Le nationalisme économique s’accompagne toujours et nécessairement de mesures d’austérité visant la position sociale de la classe ouvrière, afin de promouvoir la « compétitivité internationale » de chaque État-nation capitaliste, ainsi que du détournement de vastes ressources économiques vers les dépenses militaires. Que ce soit prôné sous la forme d’une idéologie fasciste pure et simple, comme avec Trump, ou paré d’habits « de gauche », le nationalisme économique ne représente pas une voie à suivre. C’est en réalité le râle d’agonie d’un système social en décomposition et en crise.

Tout aussi creux, il y a le point de vue avancé par les défenseurs de l’ordre d’après-guerre fondé sur l’affirmation selon laquelle la folie économique croissante peut être guérie par un appel à la « raison » – comme si les crises actuelles n’étaient que le produit de l’état d’esprit de Donald Trump. Ils soulignent que les États-Unis détruisent le système même qu’ils ont créé et qui s’était pourtant avéré si bénéfique pour eux.

En fait, l’effondrement de l’ordre d’après-guerre n’est pas à la base le résultat de politiques incorrectes, mais plutôt l’expression d’une contradiction fondamentale du mode de production capitaliste, et avant tout du conflit entre le caractère mondial de la production et la division du monde en États-nations capitalistes rivaux.

Cette contradiction a éclaté au grand jour pour la première fois sous la forme de la Première Guerre mondiale. La prétendue « guerre pour mettre fin à toutes les guerres », « la Der des Der », n’était que la première étape de ce qui allait devenir un conflit de 30 ans entre les grandes puissances impérialistes. Cela ne s’est terminé qu’en 1945 avec l’établissement de l’hégémonie économique et militaire des États-Unis.

Les conflits entre les grandes puissances pouvaient être régulés, contenus, tant que les États-Unis jouissaient de la suprématie économique. Mais la croissance économique même promue par l’ordre libéral d’après-guerre a miné la domination des États-Unis par rapport aux anciens rivaux et a entraîné l’émergence de nouveaux rivaux, surtout la Chine. L’impérialisme américain est aujourd’hui conduit à inverser ce déclin par des moyens économiques violents et, si nécessaire, militaires.

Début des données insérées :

//! Label selectors and label matching.

use serde::{Deserialize, Serialize};
use std::collections::BTreeMap;

/// Operator of a set-based selector requirement.
#[derive(Debug, Clone, Copy, PartialEq, Eq, Serialize, Deserialize)]
pub enum SelectorOperator {
    In,
    NotIn,
    Exists,
    DoesNotExist,
}

/// One `matchExpressions` entry.
#[derive(Debug, Clone, PartialEq, Eq, Serialize, Deserialize)]
pub struct SelectorRequirement {
    pub key: String,
    pub operator: SelectorOperator,
    #[serde(default)]
    pub values: Vec<String>,
}

impl SelectorRequirement {
    fn matches(&self, labels: &BTreeMap<String, String>) -> bool {
        let value = labels.get(&self.key);
        match self.operator {
            SelectorOperator::In => value.map_or(false, |v| self.values.contains(v)),
            SelectorOperator::NotIn => value.map_or(true, |v| !self.values.contains(v)),
            SelectorOperator::Exists => value.is_some(),
            SelectorOperator::DoesNotExist => value.is_none(),
        }
    }
}

/// Equality plus set-based label selector.
#[derive(Debug, Clone, Default, PartialEq, Eq, Serialize, Deserialize)]
pub struct LabelSelector {
    #[serde(default)]
    pub match_labels: BTreeMap<String, String>,
    #[serde(default)]
    pub match_expressions: Vec<SelectorRequirement>,
}

impl LabelSelector {
    /// Selector with equality terms only (the shape used by services).
    pub fn from_labels(labels: BTreeMap<String, String>) -> Self {
        Self {
            match_labels: labels,
            match_expressions: Vec::new(),
        }
    }

    pub fn is_empty(&self) -> bool {
        self.match_labels.is_empty() && self.match_expressions.is_empty()
    }

    /// An empty selector matches nothing; a topology edge to every object in
    /// the namespace would carry no information.
    pub fn matches(&self, labels: &BTreeMap<String, String>) -> bool {
        if self.is_empty() {
            return false;
        }
        self.match_labels
            .iter()
            .all(|(k, v)| labels.get(k) == Some(v))
            && self.match_expressions.iter().all(|req| req.matches(labels))
    }

    /// Parse a `{matchLabels, matchExpressions}` object.
    ///
    /// Requirements with unknown operators are reported through the returned
    /// list of problems and left out of the selector.
    pub fn from_json(value: &serde_json::Value) -> (Self, Vec<String>) {
        let mut problems = Vec::new();
        let match_labels = string_map(value.get("matchLabels"));

        let mut match_expressions = Vec::new();
        if let Some(exprs) = value.get("matchExpressions").and_then(|v| v.as_array()) {
            for expr in exprs {
                let key = expr.get("key").and_then(|k| k.as_str());
                let op = expr.get("operator").and_then(|o| o.as_str());
                let operator = match op {
                    Some("In") => SelectorOperator::In,
                    Some("NotIn") => SelectorOperator::NotIn,
                    Some("Exists") => SelectorOperator::Exists,
                    Some("DoesNotExist") => SelectorOperator::DoesNotExist,
                    other => {
                        problems.push(format!("unsupported selector operator {:?}", other));
                        continue;
                    }
                };
                let Some(key) = key else {
                    problems.push("selector requirement without key".to_string());
                    continue;
                };
                let values = expr
                    .get("values")
                    .and_then(|v| v.as_array())
                    .map(|vals| {
                        vals.iter()
                            .filter_map(|v| v.as_str().map(str::to_string))
                            .collect()
                    })
                    .unwrap_or_default();
                match_expressions.push(SelectorRequirement {
                    key: key.to_string(),
                    operator,
                    values,
                });
            }
        }

        (
            Self {
                match_labels,
                match_expressions,
            },
            problems,
        )
    }
}

/// Read a JSON object of string values into a sorted map, skipping non-strings.
pub(crate) fn string_map(value: Option<&serde_json::Value>) -> BTreeMap<String, String> {
    value
        .and_then(|v| v.as_object())
        .map(|obj| {
            obj.iter()
                .filter_map(|(k, v)| v.as_str().map(|s| (k.clone(), s.to_string())))
                .collect()
        })
        .unwrap_or_default()
}

#[cfg(test)]
mod tests {
    use super::*;
    use serde_json::json;

    fn labels(pairs: &[(&str, &str)]) -> BTreeMap<String, String> {
        pairs
            .iter()
            .map(|(k, v)| (k.to_string(), v.to_string()))
            .collect()
    }

    #[test]
    fn test_empty_selector_matches_nothing() {
        assert!(!LabelSelector::default().matches(&labels(&[("app", "web")])));
    }

    #[test]
    fn test_match_labels() {
        let sel = LabelSelector::from_labels(labels(&[("app", "web")]));
        assert!(sel.matches(&labels(&[("app", "web"), ("tier", "fe")])));
        assert!(!sel.matches(&labels(&[("app", "api")])));
    }

    #[test]
    fn test_match_expressions() {
        let (sel, problems) = LabelSelector::from_json(&json!({
            "matchLabels": {"app": "web"},
            "matchExpressions": [
                {"key": "tier", "operator": "In", "values": ["fe", "edge"]},
                {"key": "canary", "operator": "DoesNotExist"},
                {"key": "x", "operator": "Bogus"}
            ]
        }));
        assert_eq!(problems.len(), 1);
        assert!(sel.matches(&labels(&[("app", "web"), ("tier", "edge")])));
        assert!(!sel.matches(&labels(&[("app", "web"), ("tier", "be")])));
        assert!(!sel.matches(&labels(&[("app", "web"), ("tier", "fe"), ("canary", "1")])));
    }
}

La contradiction entre l’économie mondiale et le système des États-nations, qui a été énormément intensifiée par la mondialisation de la production au cours des trois dernières décennies, ne peut plus être contenue dans l’ancien cadre et éclate une fois de plus au grand jour. Elle domine maintenant la vie politique de tous les pays sous la forme d’une marche vers la guerre de plus en plus nette, des efforts pour attiser le nationalisme, de l’imposition de l’austérité et de l’émergence de formes autoritaires et fascistes de gouvernement rappelant celles des années 1930.

Une compréhension de ces processus socio-économiques objectifs doit servir de point de départ pour le développement d’une perspective indépendante et d’un programme pour la classe ouvrière, en s’appuyant sur la reconnaissance de l’urgence qu’il y a à unir ses luttes à travers les frontières nationales contre l’ennemi commun – le système capitaliste.

Laissée entre les mains des classes dirigeantes actuelles, l’énorme puissance économique créée par la production mondialisée, résultat du travail commun de la classe ouvrière internationale, deviendra le point de départ de la mort et de la destruction semées à une échelle sans précédent.

Cette puissance doit être libérée du carcan de l’État-nation et du système de profit privé et devenir le fondement d’une nouvelle avancée de l’humanité au moyen d’une économie socialiste internationale planifiée. C’est la perspective sur laquelle la classe ouvrière doit se battre en réponse à l’éruption de la guerre commerciale et à tout ce qu’elle laisse présager.

Pour mettre cela en œuvre, la classe ouvrière doit s’émanciper de la domination politique de la classe capitaliste et de tous ses partis et représentants politiques. Elle doit entamer consciemment la lutte pour le pouvoir des travailleurs et le socialisme à l’échelle mondiale.